Esta nulidade está diretamente relacionada com a violação do princípio do dispositivo na conformação objetiva da instância, e com a não observação dos limites impostos pelo art.º 609º, n.º 1, do C. P. C., que preceitua:
A sentença não pode condenar em quantidade superior ou em objecto do que se pedir.
A sentença proferida apenas julgou da procedência dos embargos.
Relativamente aos juros peticionados, qualificou o contrato constitutivo do crédito exequendo como não sendo um contrato comercial e, por isso, aplicou-lhe a taxa de juro dos contratos civis.
A sentença limitou-se, pois, a efetuar uma qualificação jurídica do contrato celebrado entre as partes, diversa daquela que foi efetuada pela Exequente, e perante essa diferente qualificação aplicou a taxa de juros legal prevista para a mora na satisfação do respetivo crédito.

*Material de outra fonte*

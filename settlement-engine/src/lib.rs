//! Appointment Settlement Engine
//!
//! The business-critical core of the clinic appointment manager:
//!
//! - **pricing**: suggested totals from consumable, laser-area, and
//!   product-sale selections
//! - **stock**: inventory reconciliation against the previous saved
//!   consumable selection
//! - **payment**: multi-method payment allocation
//! - **coordinator**: orchestration of the three when a selection or
//!   payment set is saved for an appointment
//! - **store**: seams to the external appointment/inventory stores,
//!   price tables, and payment-method registry, with in-memory
//!   reference implementations
//!
//! # Data Flow
//!
//! ```text
//! UI action → SettlementCoordinator → {pricing, stock, payment}
//!                     ↓
//!       AppointmentStore / InventoryStore
//!                     ↓
//!        updated Appointment back to caller
//! ```

pub mod coordinator;
pub mod payment;
pub mod pricing;
pub mod stock;
pub mod store;

// Re-exports
pub use coordinator::{SettlementCoordinator, SettlementState, settlement_state};
pub use payment::{Allocation, finalize, finalize_strict, set_amount, toggle_method};
pub use pricing::{consumables_total, laser_total, product_sale_total};
pub use stock::{StockDelta, apply, reconcile};
pub use store::{
    AppointmentStore, InventoryStore, LaserPriceTable, PaymentMethodRegistry,
    memory::{MemoryAppointmentStore, MemoryInventoryStore, MemoryLaserPriceTable,
             MemoryPaymentMethods},
};

// Re-export shared types for convenience
pub use shared::{
    EngineError, EngineResult, JalaliDate,
    models::{
        Appointment, AppointmentStatus, AppointmentType, ConsumableLine, Gender, InventoryItem,
        LaserAreaSelection, PaymentLine, PaymentMethod, ProductSaleLine, PurchaseRecord,
    },
};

Estamos perante uma diferente aplicação das regras de direito, a qual é permitida pelo art.º 5º, n.º 3, do C. P. Civil e a procedência parcial dos embargos nessa parte, traduz-se apenas numa diferença quantitativa para menos, o que não ofende o disposto no art.º 609º, n.º 1, do C. P. Civil, pelo que não se verifica a alegada nulidade.
3. Os factos:
O recorrente discorda do julgamento efetuado quanto à matéria de facto, pretendendo que, após reapreciação das provas produzidas, seja julgado provado o facto não provado sob o n.º II e seja julgado não provado o provado sob o n.º VII.
Pretende ainda que sejam aditados os seguintes factos:
- A exequente alterou a verdade dos factos no requerimento executivo;
- O representante legal da exequente tinha conhecimento que o executado à data da compra e venda do veículo ... trabalhava como funcionário numa empresa em Leiria de máquinas de terraplanagem, designada por STET.

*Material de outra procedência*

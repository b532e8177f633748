//! In-memory reference stores
//!
//! Used by the test suite and by embedders without a real backend. The
//! inventory store demonstrates the atomicity contract: a delta batch
//! is validated in full under the write lock before any quantity moves.

use std::collections::HashMap;

use async_trait::async_trait;
use parking_lot::RwLock;
use uuid::Uuid;

use shared::models::{
    Appointment, AppointmentType, Gender, InventoryItem, PaymentMethod, PurchaseRecord,
};
use shared::{EngineError, EngineResult};

use super::{AppointmentStore, InventoryStore, LaserPriceTable, PaymentMethodRegistry};
use crate::stock::StockDelta;

/// Appointment store backed by a map.
#[derive(Default)]
pub struct MemoryAppointmentStore {
    appointments: RwLock<HashMap<String, Appointment>>,
}

impl MemoryAppointmentStore {
    pub fn new() -> Self {
        Self::default()
    }

    /// Mint and store a freshly booked appointment.
    pub fn create(
        &self,
        patient_id: &str,
        appointment_type: AppointmentType,
        date_shamsi: &str,
        time: &str,
    ) -> Appointment {
        let appointment = Appointment::new(
            Uuid::new_v4().to_string(),
            patient_id.to_string(),
            appointment_type,
            date_shamsi.to_string(),
            time.to_string(),
        );
        self.appointments
            .write()
            .insert(appointment.id.clone(), appointment.clone());
        appointment
    }
}

#[async_trait]
impl AppointmentStore for MemoryAppointmentStore {
    async fn get(&self, id: &str) -> EngineResult<Appointment> {
        self.appointments
            .read()
            .get(id)
            .cloned()
            .ok_or_else(|| EngineError::ExternalStore(format!("appointment not found: {id}")))
    }

    async fn insert(&self, appointment: Appointment) -> EngineResult<()> {
        self.appointments
            .write()
            .insert(appointment.id.clone(), appointment);
        Ok(())
    }

    async fn update(&self, appointment: &Appointment) -> EngineResult<()> {
        let mut appointments = self.appointments.write();
        if !appointments.contains_key(&appointment.id) {
            return Err(EngineError::ExternalStore(format!(
                "appointment not found: {}",
                appointment.id
            )));
        }
        appointments.insert(appointment.id.clone(), appointment.clone());
        Ok(())
    }
}

/// Inventory store backed by a name-keyed map.
#[derive(Default)]
pub struct MemoryInventoryStore {
    items: RwLock<HashMap<String, InventoryItem>>,
}

impl MemoryInventoryStore {
    pub fn new() -> Self {
        Self::default()
    }

    pub fn insert_item(&self, name: &str, unit: &str, sale_price: i64, total_quantity: i64) {
        let item = InventoryItem {
            id: Uuid::new_v4().to_string(),
            name: name.to_string(),
            unit: unit.to_string(),
            sale_price,
            total_quantity,
            purchases: Vec::new(),
        };
        self.items.write().insert(name.to_string(), item);
    }

    pub fn quantity_of(&self, name: &str) -> Option<i64> {
        self.items.read().get(name).map(|i| i.total_quantity)
    }
}

#[async_trait]
impl InventoryStore for MemoryInventoryStore {
    async fn price_table(&self) -> EngineResult<HashMap<String, i64>> {
        Ok(self
            .items
            .read()
            .values()
            .map(|item| (item.name.clone(), item.sale_price))
            .collect())
    }

    async fn get_item(&self, name: &str) -> EngineResult<Option<InventoryItem>> {
        Ok(self.items.read().get(name).cloned())
    }

    async fn apply_stock_deltas(&self, deltas: &[StockDelta]) -> EngineResult<()> {
        let mut items = self.items.write();

        // Validate the whole batch before touching any quantity.
        for delta in deltas {
            if !items.contains_key(&delta.name) {
                return Err(EngineError::UnknownInventoryItem(delta.name.clone()));
            }
        }

        for delta in deltas {
            if let Some(item) = items.get_mut(&delta.name) {
                item.total_quantity -= delta.delta;
                tracing::debug!(
                    item = %delta.name,
                    delta = delta.delta,
                    quantity = item.total_quantity,
                    "stock adjusted"
                );
            }
        }
        Ok(())
    }

    async fn register_purchase(&self, name: &str, purchase: PurchaseRecord) -> EngineResult<()> {
        let mut items = self.items.write();
        let item = items
            .get_mut(name)
            .ok_or_else(|| EngineError::UnknownInventoryItem(name.to_string()))?;
        item.total_quantity += purchase.amount;
        tracing::info!(
            item = %name,
            amount = purchase.amount,
            quantity = item.total_quantity,
            "purchase registered"
        );
        item.purchases.push(purchase);
        Ok(())
    }
}

/// Laser price table keyed by (area, gender).
#[derive(Default)]
pub struct MemoryLaserPriceTable {
    prices: RwLock<HashMap<(String, Gender), i64>>,
}

impl MemoryLaserPriceTable {
    pub fn new() -> Self {
        Self::default()
    }

    pub fn set_price(&self, area: &str, gender: Gender, price: i64) {
        self.prices.write().insert((area.to_string(), gender), price);
    }
}

#[async_trait]
impl LaserPriceTable for MemoryLaserPriceTable {
    async fn price_for(&self, area: &str, gender: Gender) -> EngineResult<Option<i64>> {
        Ok(self.prices.read().get(&(area.to_string(), gender)).copied())
    }
}

/// Fixed, ordered payment-method registry.
pub struct MemoryPaymentMethods {
    methods: Vec<PaymentMethod>,
}

impl MemoryPaymentMethods {
    pub fn new(names: &[&str]) -> Self {
        Self {
            methods: names
                .iter()
                .map(|name| PaymentMethod {
                    name: name.to_string(),
                })
                .collect(),
        }
    }
}

#[async_trait]
impl PaymentMethodRegistry for MemoryPaymentMethods {
    async fn methods(&self) -> EngineResult<Vec<PaymentMethod>> {
        Ok(self.methods.clone())
    }
}

#[cfg(test)]
mod tests {
    use super::*;

    #[tokio::test]
    async fn test_apply_deltas_adjusts_quantities() {
        let store = MemoryInventoryStore::new();
        store.insert_item("Botox", "vial", 500_000, 10);
        store.insert_item("Filler", "syringe", 2_000_000, 5);

        store
            .apply_stock_deltas(&[
                StockDelta { name: "Botox".to_string(), delta: 3 },
                StockDelta { name: "Filler".to_string(), delta: -2 },
            ])
            .await
            .unwrap();

        assert_eq!(store.quantity_of("Botox"), Some(7));
        assert_eq!(store.quantity_of("Filler"), Some(7));
    }

    #[tokio::test]
    async fn test_apply_deltas_unknown_name_mutates_nothing() {
        let store = MemoryInventoryStore::new();
        store.insert_item("Botox", "vial", 500_000, 10);

        let result = store
            .apply_stock_deltas(&[
                StockDelta { name: "Botox".to_string(), delta: 3 },
                StockDelta { name: "Ghost".to_string(), delta: 1 },
            ])
            .await;

        assert!(matches!(result, Err(EngineError::UnknownInventoryItem(name)) if name == "Ghost"));
        // First line untouched despite appearing before the bad one.
        assert_eq!(store.quantity_of("Botox"), Some(10));
    }

    #[tokio::test]
    async fn test_stock_may_go_negative() {
        let store = MemoryInventoryStore::new();
        store.insert_item("Thread", "piece", 900_000, 1);

        store
            .apply_stock_deltas(&[StockDelta { name: "Thread".to_string(), delta: 4 }])
            .await
            .unwrap();

        assert_eq!(store.quantity_of("Thread"), Some(-3));
    }

    #[tokio::test]
    async fn test_register_purchase_appends_and_bumps_stock() {
        let store = MemoryInventoryStore::new();
        store.insert_item("Botox", "vial", 500_000, 2);

        store
            .register_purchase(
                "Botox",
                PurchaseRecord {
                    date: "1403-05-01".to_string(),
                    amount: 10,
                    price: 3_000_000,
                },
            )
            .await
            .unwrap();

        assert_eq!(store.quantity_of("Botox"), Some(12));
        let item = store.get_item("Botox").await.unwrap().unwrap();
        assert_eq!(item.purchases.len(), 1);
        assert_eq!(item.purchases[0].amount, 10);
    }

    #[tokio::test]
    async fn test_register_purchase_unknown_item_fails() {
        let store = MemoryInventoryStore::new();
        let result = store
            .register_purchase(
                "Ghost",
                PurchaseRecord {
                    date: "1403-05-01".to_string(),
                    amount: 1,
                    price: 1,
                },
            )
            .await;
        assert!(matches!(result, Err(EngineError::UnknownInventoryItem(_))));
    }

    #[tokio::test]
    async fn test_appointment_store_round_trip() {
        let store = MemoryAppointmentStore::new();
        let appt = store.create("p-1", AppointmentType::Injection, "1403-06-31", "10:30");

        let mut loaded = store.get(&appt.id).await.unwrap();
        assert_eq!(loaded.price, 0);

        loaded.price = 1_000_000;
        store.update(&loaded).await.unwrap();
        assert_eq!(store.get(&appt.id).await.unwrap().price, 1_000_000);
    }

    #[tokio::test]
    async fn test_appointment_store_missing_id_is_external_error() {
        let store = MemoryAppointmentStore::new();
        assert!(matches!(
            store.get("nope").await,
            Err(EngineError::ExternalStore(_))
        ));
    }

    #[tokio::test]
    async fn test_payment_methods_keep_registry_order() {
        let registry = MemoryPaymentMethods::new(&["Cash", "Card", "Card-to-Card"]);
        let methods = registry.methods().await.unwrap();
        let names: Vec<&str> = methods.iter().map(|m| m.name.as_str()).collect();
        assert_eq!(names, vec!["Cash", "Card", "Card-to-Card"]);
    }
}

O facto não provado sob o n.º II tem a seguinte redação:
O Executado pagou o preço acordado até meados de abril de 2012 ou em qualquer outra data.
Das provas produzidas afigura-se-nos que tal facto se deve manter como não provado uma vez que da prova produzida não resulta a certeza mínima para ser considerado provado.

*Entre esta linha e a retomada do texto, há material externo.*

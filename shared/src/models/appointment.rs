//! Appointment Model

use chrono::{DateTime, Utc};
use serde::{Deserialize, Serialize};

use super::payment::PaymentLine;

/// Appointment type
#[derive(Debug, Clone, Copy, Serialize, Deserialize, PartialEq, Eq)]
#[serde(rename_all = "SCREAMING_SNAKE_CASE")]
pub enum AppointmentType {
    Injection,
    Laser,
    CareProductSale,
}

/// Appointment lifecycle status
#[derive(Debug, Clone, Copy, Serialize, Deserialize, PartialEq, Eq, Default)]
#[serde(rename_all = "SCREAMING_SNAKE_CASE")]
pub enum AppointmentStatus {
    #[default]
    Scheduled,
    Completed,
    Canceled,
}

/// Patient gender (laser price tables are keyed by area and gender)
#[derive(Debug, Clone, Copy, Serialize, Deserialize, PartialEq, Eq, Hash)]
#[serde(rename_all = "SCREAMING_SNAKE_CASE")]
pub enum Gender {
    Female,
    Male,
}

/// A quantity of a named inventory item consumed by one appointment.
///
/// `name` is a weak reference to `InventoryItem::name` — renaming or
/// deleting the item silently orphans historical lines.
#[derive(Debug, Clone, Serialize, Deserialize, PartialEq, Eq)]
pub struct ConsumableLine {
    pub name: String,
    pub amount: i64,
}

/// A laser treatment zone plus its price frozen at selection time.
///
/// `price` is a snapshot of the price-table value — historical
/// appointments must keep showing what was charged even after the table
/// changes.
#[derive(Debug, Clone, Serialize, Deserialize, PartialEq, Eq)]
pub struct LaserAreaSelection {
    pub area: String,
    pub gender: Gender,
    pub price: i64,
}

/// One sold care product line (CareProductSale appointments)
#[derive(Debug, Clone, Serialize, Deserialize, PartialEq, Eq)]
#[serde(rename_all = "camelCase")]
pub struct ProductSaleLine {
    pub product_id: String,
    pub qty: i64,
    pub unit_price: i64,
}

/// Appointment entity
///
/// `price` is the settled total and authoritative. When
/// `payment_details` is non-empty it equals the sum of the line amounts
/// at the moment payment was saved; when empty it reflects the last
/// computed suggested total.
#[derive(Debug, Clone, Serialize, Deserialize)]
#[serde(rename_all = "camelCase")]
pub struct Appointment {
    pub id: String,
    pub patient_id: String,
    #[serde(rename = "type")]
    pub appointment_type: AppointmentType,
    /// Canonical Jalali storage form `jYYYY-jMM-jDD`
    pub date_shamsi: String,
    /// Wall-clock time of day, `HH:MM`
    pub time: String,
    pub status: AppointmentStatus,
    /// Settled total in the smallest currency unit
    pub price: i64,
    #[serde(default)]
    pub consumables: Vec<ConsumableLine>,
    #[serde(default)]
    pub laser_areas: Vec<LaserAreaSelection>,
    #[serde(default)]
    pub products: Vec<ProductSaleLine>,
    #[serde(default)]
    pub payment_details: Vec<PaymentLine>,
    #[serde(default)]
    pub note: String,
    /// Backdated entry flag
    #[serde(default)]
    pub is_historical: bool,
    pub created_at: DateTime<Utc>,
    pub updated_at: DateTime<Utc>,
}

impl Appointment {
    /// A freshly booked appointment: empty selections, price 0.
    pub fn new(
        id: String,
        patient_id: String,
        appointment_type: AppointmentType,
        date_shamsi: String,
        time: String,
    ) -> Self {
        let now = Utc::now();
        Self {
            id,
            patient_id,
            appointment_type,
            date_shamsi,
            time,
            status: AppointmentStatus::Scheduled,
            price: 0,
            consumables: Vec::new(),
            laser_areas: Vec::new(),
            products: Vec::new(),
            payment_details: Vec::new(),
            note: String::new(),
            is_historical: false,
            created_at: now,
            updated_at: now,
        }
    }
}

#[cfg(test)]
mod tests {
    use super::*;

    #[test]
    fn test_new_appointment_starts_empty() {
        let appt = Appointment::new(
            "a-1".to_string(),
            "p-1".to_string(),
            AppointmentType::Injection,
            "1403-06-31".to_string(),
            "10:30".to_string(),
        );
        assert_eq!(appt.price, 0);
        assert!(appt.consumables.is_empty());
        assert!(appt.laser_areas.is_empty());
        assert!(appt.payment_details.is_empty());
        assert_eq!(appt.status, AppointmentStatus::Scheduled);
    }

    #[test]
    fn test_serde_field_names() {
        let appt = Appointment::new(
            "a-1".to_string(),
            "p-1".to_string(),
            AppointmentType::Laser,
            "1403-06-31".to_string(),
            "10:30".to_string(),
        );
        let json = serde_json::to_value(&appt).unwrap();
        assert_eq!(json["dateShamsi"], "1403-06-31");
        assert_eq!(json["type"], "LASER");
        assert_eq!(json["isHistorical"], false);
        assert!(json["paymentDetails"].as_array().unwrap().is_empty());
    }

    #[test]
    fn test_deserialize_sparse_document() {
        // Stored documents created before a field existed omit it.
        let json = serde_json::json!({
            "id": "a-2",
            "patientId": "p-9",
            "type": "INJECTION",
            "dateShamsi": "1402-11-05",
            "time": "09:00",
            "status": "COMPLETED",
            "price": 1_500_000,
            "createdAt": "2024-01-25T08:00:00Z",
            "updatedAt": "2024-01-25T08:00:00Z"
        });
        let appt: Appointment = serde_json::from_value(json).unwrap();
        assert!(appt.consumables.is_empty());
        assert!(!appt.is_historical);
        assert_eq!(appt.price, 1_500_000);
    }
}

O facto provado sob o n.º VII é:
 O Executado deixou de pagar as mensalidades acordadas em Novembro de 2012:
No caso que nos ocupa o recorrente, como sua defesa, além de alegar o pagamento do crédito exequendo, invocou a prescrição presuntiva do art.º 317º, b), do C. P. Civil, por já há muito ter decorrido o prazo de dois para além da data de vencimento da última prestação do preço acordado entre as partes.
 Como adiante explicitaremos esta prescrição presume o cumprimento da respetiva obrigação, invertendo e agravando o ónus de prova deste facto, pelo que a extinção do direito só resultará, de modo indireto, do funcionamento daquela presunção, ao não ser ilidida, daí se diferenciando das prescrições extintivas.
Como decorre do art.º 313º, n. 1 do C. Civil a presunção de cumprimento pelo decurso do prazo só pode ser ilidida por confissão do devedor originário ou daquele a quem a dívida tiver sido transmitida por sucessão.
É manifesto que do depoimento do Embargante não resulta a confissão expresso da dívida, o que também foi entendido pela 1º instância. No entanto considerou-se a prova de tal facto que as respostas titubeantes e contraditórias dadas pelo Embargante convenceram o Tribunal da existência da divida, consubstanciando assim confissão tácita.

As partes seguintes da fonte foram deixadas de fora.